Please output exactly the lines that run from the line with "use anyhow::Result;" through the final line of the data, inclusive, and nothing more.
────────
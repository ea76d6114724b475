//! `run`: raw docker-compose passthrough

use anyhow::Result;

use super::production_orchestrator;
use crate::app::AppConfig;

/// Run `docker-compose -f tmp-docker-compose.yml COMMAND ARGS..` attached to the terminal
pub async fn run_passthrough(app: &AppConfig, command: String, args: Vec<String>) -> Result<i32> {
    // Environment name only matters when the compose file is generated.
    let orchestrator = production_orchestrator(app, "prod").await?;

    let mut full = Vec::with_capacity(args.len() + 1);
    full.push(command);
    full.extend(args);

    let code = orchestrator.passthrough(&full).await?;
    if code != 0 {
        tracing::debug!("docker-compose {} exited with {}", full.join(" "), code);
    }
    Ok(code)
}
────────
→ Exercise answer:
use anyhow::Result;

use super::production_orchestrator;
use crate::app::AppConfig;

/// Run `docker-compose -f tmp-docker-compose.yml COMMAND ARGS..` attached to the terminal
pub async fn run_passthrough(app: &AppConfig, command: String, args: Vec<String>) -> Result<i32> {
    // Environment name only matters when the compose file is generated.
    let orchestrator = production_orchestrator(app, "prod").await?;

    let mut full = Vec::with_capacity(args.len() + 1);
    full.push(command);
    full.extend(args);

    let code = orchestrator.passthrough(&full).await?;
    if code != 0 {
        tracing::debug!("docker-compose {} exited with {}", full.join(" "), code);
    }
    Ok(code)
}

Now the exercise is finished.